*Records supplied:*
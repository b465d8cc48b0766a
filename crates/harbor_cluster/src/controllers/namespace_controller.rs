//! Turns namespace annotations into [`ProjectBinding`]s, provisioning remote projects on request.

use std::collections::BTreeMap;
use std::sync::Arc;

use chrono::Utc;
use futures::{future::ready, StreamExt};
use k8s_openapi::api::core::v1::{Namespace, ServiceAccount};
use k8s_openapi::apimachinery::pkg::apis::meta::v1::ObjectMeta;
use kube::{
    api::{Api, Patch, PatchParams},
    client::Client,
    runtime::{
        controller::{self, Action, Controller},
        watcher,
    },
    Resource, ResourceExt,
};
use serde_json::json;
use sha2::{Digest, Sha256};
use tokio::time::Duration;
use tracing::*;

use super::{matches_class, Context};
use crate::api::v1alpha1::*;
use crate::api::{
    CLASS_ANNOTATION, HARBOR_ANNOTATION, PROJECT_ANNOTATION, ROBOT_ANNOTATION, SERVICE_ACCOUNT_ANNOTATION,
};
use crate::apply::{apply_object, Outcome};
use crate::harbor_client::{HarborClient, ProjectReq};
use crate::render::{normalize, Policy};
use crate::util::errors::{Error, Result};

const CONTROLLER: &str = "namespace";
const DEFAULT_SERVICE_ACCOUNT: &str = "default";
/// Project annotation value requesting a generated project.
pub const AUTO_PROJECT: &str = "*";
const NOT_READY_REQUEUE: Duration = Duration::from_secs(60);

fn annotation<'a>(ns: &'a Namespace, key: &str) -> Option<&'a str> {
    ns.metadata
        .annotations
        .as_ref()
        .and_then(|a| a.get(key))
        .map(String::as_str)
        .filter(|v| !v.is_empty())
}

/// The configuration named by the namespace, or else the default one.
pub fn resolve_server<'a>(
    explicit: Option<&str>,
    configs: &'a [ServerConfiguration],
) -> Option<&'a ServerConfiguration> {
    match explicit {
        Some(name) => configs.iter().find(|c| c.name_any() == name),
        None => configs.iter().find(|c| c.spec.default),
    }
}

pub fn binding_name(server: &str, service_account: &str) -> String {
    normalize(&format!("{server}-{service_account}"))
}

/// Project name generated for a namespace asking for `*`.
///
/// Stable for the lifetime of the namespace: a retry after a failed annotation
/// resolves to the project the earlier attempt created.
fn generated_project_name(ns: &Namespace) -> String {
    let seed = ns.uid().unwrap_or_else(|| ns.name_any());
    let digest = hex::encode(Sha256::digest(seed.as_bytes()));
    normalize(&format!("{}-{}", ns.name_any(), &digest[..6]))
}

/// Binding of `service_account` in `ns` to `project` on `config`.
fn desired_binding(ns: &Namespace, config: &ServerConfiguration, service_account: &str, project: &str) -> ProjectBinding {
    let config_name = config.name_any();
    let annotations = config
        .annotations()
        .get(CLASS_ANNOTATION)
        .map(|class| BTreeMap::from([(CLASS_ANNOTATION.to_string(), class.clone())]));
    ProjectBinding {
        metadata: ObjectMeta {
            name: Some(binding_name(&config_name, service_account)),
            namespace: Some(ns.name_any()),
            annotations,
            owner_references: ns.controller_owner_ref(&()).map(|o| vec![o]),
            ..Default::default()
        },
        spec: ProjectBindingSpec {
            server_configuration: config_name,
            service_account: service_account.to_string(),
            project_name: project.to_string(),
        },
        status: None,
    }
}

async fn annotate(ctx: &Context, ns: &Namespace, annotations: BTreeMap<&str, String>) -> Result<()> {
    let api: Api<Namespace> = Api::all(ctx.client.clone());
    api.patch(
        &ns.name_any(),
        &PatchParams::default(),
        &Patch::Merge(json!({ "metadata": { "annotations": annotations } })),
    )
    .await?;
    Ok(())
}

pub async fn reconcile(ns: Arc<Namespace>, ctx: Arc<Context>) -> Result<Action> {
    let _timer = ctx.metrics.count_and_measure(CONTROLLER);
    ctx.diagnostics.write().await.last_event = Utc::now();

    let Some(project) = annotation(&ns, PROJECT_ANNOTATION) else {
        return Ok(Action::await_change());
    };
    let name = ns.name_any();

    let configs = Api::<ServerConfiguration>::all(ctx.client.clone())
        .list(&Default::default())
        .await?
        .items;
    let explicit = annotation(&ns, HARBOR_ANNOTATION);
    let Some(config) = resolve_server(explicit, &configs) else {
        info!("No server configuration for namespace {} ({:?})", name, explicit);
        return Ok(Action::requeue(NOT_READY_REQUEUE));
    };
    if !matches_class(config, &ctx.config.class_name) {
        return Ok(Action::await_change());
    }
    if !config.selects(ns.labels()) {
        warn!("Server configuration {} does not select namespace {}", config.name_any(), name);
        return Ok(Action::await_change());
    }

    let service_account = annotation(&ns, SERVICE_ACCOUNT_ANNOTATION).unwrap_or(DEFAULT_SERVICE_ACCOUNT);
    let accounts: Api<ServiceAccount> = Api::namespaced(ctx.client.clone(), &name);
    if accounts.get_opt(service_account).await?.is_none() {
        info!("Waiting for service account {}/{}", name, service_account);
        return Ok(Action::requeue(NOT_READY_REQUEUE));
    }

    let project = if project == AUTO_PROJECT {
        let harbor = HarborClient::from_server_configuration(&ctx.client, config).await?;
        let generated = generated_project_name(&ns);
        let id = harbor.create_project(&ProjectReq::new(&generated, false)).await?;
        info!("Provisioned project {} ({}) for namespace {}", generated, id, name);
        annotate(&ctx, &ns, BTreeMap::from([(PROJECT_ANNOTATION, generated.clone())])).await?;
        generated
    } else {
        project.to_string()
    };

    let bindings: Api<ProjectBinding> = Api::namespaced(ctx.client.clone(), &name);
    let desired = desired_binding(&ns, config, service_account, &project);
    let (outcome, binding) = apply_object(&bindings, desired, Policy::Converge).await?;
    if outcome != Outcome::Unchanged {
        info!("Bound {}/{} to project {}", name, service_account, project);
    }

    if let Some(robot) = binding.robot_id().map(|id| id.to_string()) {
        if annotation(&ns, ROBOT_ANNOTATION) != Some(robot.as_str()) {
            annotate(&ctx, &ns, BTreeMap::from([(ROBOT_ANNOTATION, robot)])).await?;
        }
    }
    Ok(Action::requeue(ctx.config.requeue_period))
}

fn error_policy(ns: Arc<Namespace>, error: &Error, ctx: Arc<Context>) -> Action {
    warn!("reconcile failed: {:?}", error);
    ctx.metrics.reconcile_failure(CONTROLLER, ns.as_ref(), error);
    let delay = error
        .requeue_after()
        .unwrap_or_else(|| ctx.backoff.next_delay(&format!("Namespace/{}", ns.name_any())));
    Action::requeue(delay)
}

/// Watches namespaces and the bindings created for them.
pub async fn run(client: Client, ctx: Arc<Context>) {
    Controller::new(Api::<Namespace>::all(client.clone()), watcher::Config::default())
        .with_config(controller::Config::default().concurrency(ctx.config.concurrency))
        .owns(Api::<ProjectBinding>::all(client.clone()), watcher::Config::default())
        .shutdown_on_signal()
        .run(reconcile, error_policy, ctx)
        .for_each(|res| {
            if let Err(e) = res {
                debug!("namespace controller: {}", e);
            }
            ready(())
        })
        .await;
}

*Work item:* Set down each entry exactly, leaving none out.

*Written solution:*
repository b465d8cc48b0766a
filename crates/harbor_cluster/src/controllers/namespace_controller.rs
//! Turns namespace annotations into [`ProjectBinding`]s, provisioning remote projects on request.

use std::collections::BTreeMap;
use std::sync::Arc;

use chrono::Utc;
use futures::{future::ready, StreamExt};
use k8s_openapi::api::core::v1::{Namespace, ServiceAccount};
use k8s_openapi::apimachinery::pkg::apis::meta::v1::ObjectMeta;
use kube::{
    api::{Api, Patch, PatchParams},
    client::Client,
    runtime::{
        controller::{self, Action, Controller},
        watcher,
    },
    Resource, ResourceExt,
};
use serde_json::json;
use sha2::{Digest, Sha256};
use tokio::time::Duration;
use tracing::*;

use super::{matches_class, Context};
use crate::api::v1alpha1::*;
use crate::api::{
    CLASS_ANNOTATION, HARBOR_ANNOTATION, PROJECT_ANNOTATION, ROBOT_ANNOTATION, SERVICE_ACCOUNT_ANNOTATION,
};
use crate::apply::{apply_object, Outcome};
use crate::harbor_client::{HarborClient, ProjectReq};
use crate::render::{normalize, Policy};
use crate::util::errors::{Error, Result};

const CONTROLLER: &str = "namespace";
const DEFAULT_SERVICE_ACCOUNT: &str = "default";
/// Project annotation value requesting a generated project.
pub const AUTO_PROJECT: &str = "*";
const NOT_READY_REQUEUE: Duration = Duration::from_secs(60);

fn annotation<'a>(ns: &'a Namespace, key: &str) -> Option<&'a str> {
    ns.metadata
        .annotations
        .as_ref()
        .and_then(|a| a.get(key))
        .map(String::as_str)
        .filter(|v| !v.is_empty())
}

/// The configuration named by the namespace, or else the default one.
pub fn resolve_server<'a>(
    explicit: Option<&str>,
    configs: &'a [ServerConfiguration],
) -> Option<&'a ServerConfiguration> {
    match explicit {
        Some(name) => configs.iter().find(|c| c.name_any() == name),
        None => configs.iter().find(|c| c.spec.default),
    }
}

pub fn binding_name(server: &str, service_account: &str) -> String {
    normalize(&format!("{server}-{service_account}"))
}

/// Project name generated for a namespace asking for `*`.
///
/// Stable for the lifetime of the namespace: a retry after a failed annotation
/// resolves to the project the earlier attempt created.
fn generated_project_name(ns: &Namespace) -> String {
    let seed = ns.uid().unwrap_or_else(|| ns.name_any());
    let digest = hex::encode(Sha256::digest(seed.as_bytes()));
    normalize(&format!("{}-{}", ns.name_any(), &digest[..6]))
}

/// Binding of `service_account` in `ns` to `project` on `config`.
fn desired_binding(ns: &Namespace, config: &ServerConfiguration, service_account: &str, project: &str) -> ProjectBinding {
    let config_name = config.name_any();
    let annotations = config
        .annotations()
        .get(CLASS_ANNOTATION)
        .map(|class| BTreeMap::from([(CLASS_ANNOTATION.to_string(), class.clone())]));
    ProjectBinding {
        metadata: ObjectMeta {
            name: Some(binding_name(&config_name, service_account)),
            namespace: Some(ns.name_any()),
            annotations,
            owner_references: ns.controller_owner_ref(&()).map(|o| vec![o]),
            ..Default::default()
        },
        spec: ProjectBindingSpec {
            server_configuration: config_name,
            service_account: service_account.to_string(),
            project_name: project.to_string(),
        },
        status: None,
    }
}

async fn annotate(ctx: &Context, ns: &Namespace, annotations: BTreeMap<&str, String>) -> Result<()> {
    let api: Api<Namespace> = Api::all(ctx.client.clone());
    api.patch(
        &ns.name_any(),
        &PatchParams::default(),
        &Patch::Merge(json!({ "metadata": { "annotations": annotations } })),
    )
    .await?;
    Ok(())
}

pub async fn reconcile(ns: Arc<Namespace>, ctx: Arc<Context>) -> Result<Action> {
    let _timer = ctx.metrics.count_and_measure(CONTROLLER);
    ctx.diagnostics.write().await.last_event = Utc::now();

    let Some(project) = annotation(&ns, PROJECT_ANNOTATION) else {
        return Ok(Action::await_change());
    };
    let name = ns.name_any();

    let configs = Api::<ServerConfiguration>::all(ctx.client.clone())
        .list(&Default::default())
        .await?
        .items;
    let explicit = annotation(&ns, HARBOR_ANNOTATION);
    let Some(config) = resolve_server(explicit, &configs) else {
        info!("No server configuration for namespace {} ({:?})", name, explicit);
        return Ok(Action::requeue(NOT_READY_REQUEUE));
    };
    if !matches_class(config, &ctx.config.class_name) {
        return Ok(Action::await_change());
    }
    if !config.selects(ns.labels()) {
        warn!("Server configuration {} does not select namespace {}", config.name_any(), name);
        return Ok(Action::await_change());
    }

    let service_account = annotation(&ns, SERVICE_ACCOUNT_ANNOTATION).unwrap_or(DEFAULT_SERVICE_ACCOUNT);
    let accounts: Api<ServiceAccount> = Api::namespaced(ctx.client.clone(), &name);
    if accounts.get_opt(service_account).await?.is_none() {
        info!("Waiting for service account {}/{}", name, service_account);
        return Ok(Action::requeue(NOT_READY_REQUEUE));
    }

    let project = if project == AUTO_PROJECT {
        let harbor = HarborClient::from_server_configuration(&ctx.client, config).await?;
        let generated = generated_project_name(&ns);
        let id = harbor.create_project(&ProjectReq::new(&generated, false)).await?;
        info!("Provisioned project {} ({}) for namespace {}", generated, id, name);
        annotate(&ctx, &ns, BTreeMap::from([(PROJECT_ANNOTATION, generated.clone())])).await?;
        generated
    } else {
        project.to_string()
    };

    let bindings: Api<ProjectBinding> = Api::namespaced(ctx.client.clone(), &name);
    let desired = desired_binding(&ns, config, service_account, &project);
    let (outcome, binding) = apply_object(&bindings, desired, Policy::Converge).await?;
    if outcome != Outcome::Unchanged {
        info!("Bound {}/{} to project {}", name, service_account, project);
    }

    if let Some(robot) = binding.robot_id().map(|id| id.to_string()) {
        if annotation(&ns, ROBOT_ANNOTATION) != Some(robot.as_str()) {
            annotate(&ctx, &ns, BTreeMap::from([(ROBOT_ANNOTATION, robot)])).await?;
        }
    }
    Ok(Action::requeue(ctx.config.requeue_period))
}

fn error_policy(ns: Arc<Namespace>, error: &Error, ctx: Arc<Context>) -> Action {
    warn!("reconcile failed: {:?}", error);
    ctx.metrics.reconcile_failure(CONTROLLER, ns.as_ref(), error);
    let delay = error
        .requeue_after()
        .unwrap_or_else(|| ctx.backoff.next_delay(&format!("Namespace/{}", ns.name_any())));
    Action::requeue(delay)
}

/// Watches namespaces and the bindings created for them.
pub async fn run(client: Client, ctx: Arc<Context>) {
    Controller::new(Api::<Namespace>::all(client.clone()), watcher::Config::default())
        .with_config(controller::Config::default().concurrency(ctx.config.concurrency))
        .owns(Api::<ProjectBinding>::all(client.clone()), watcher::Config::default())
        .shutdown_on_signal()
        .run(reconcile, error_policy, ctx)
        .for_each(|res| {
            if let Err(e) = res {
                debug!("namespace controller: {}", e);
            }
            ready(())
        })
        .await;
}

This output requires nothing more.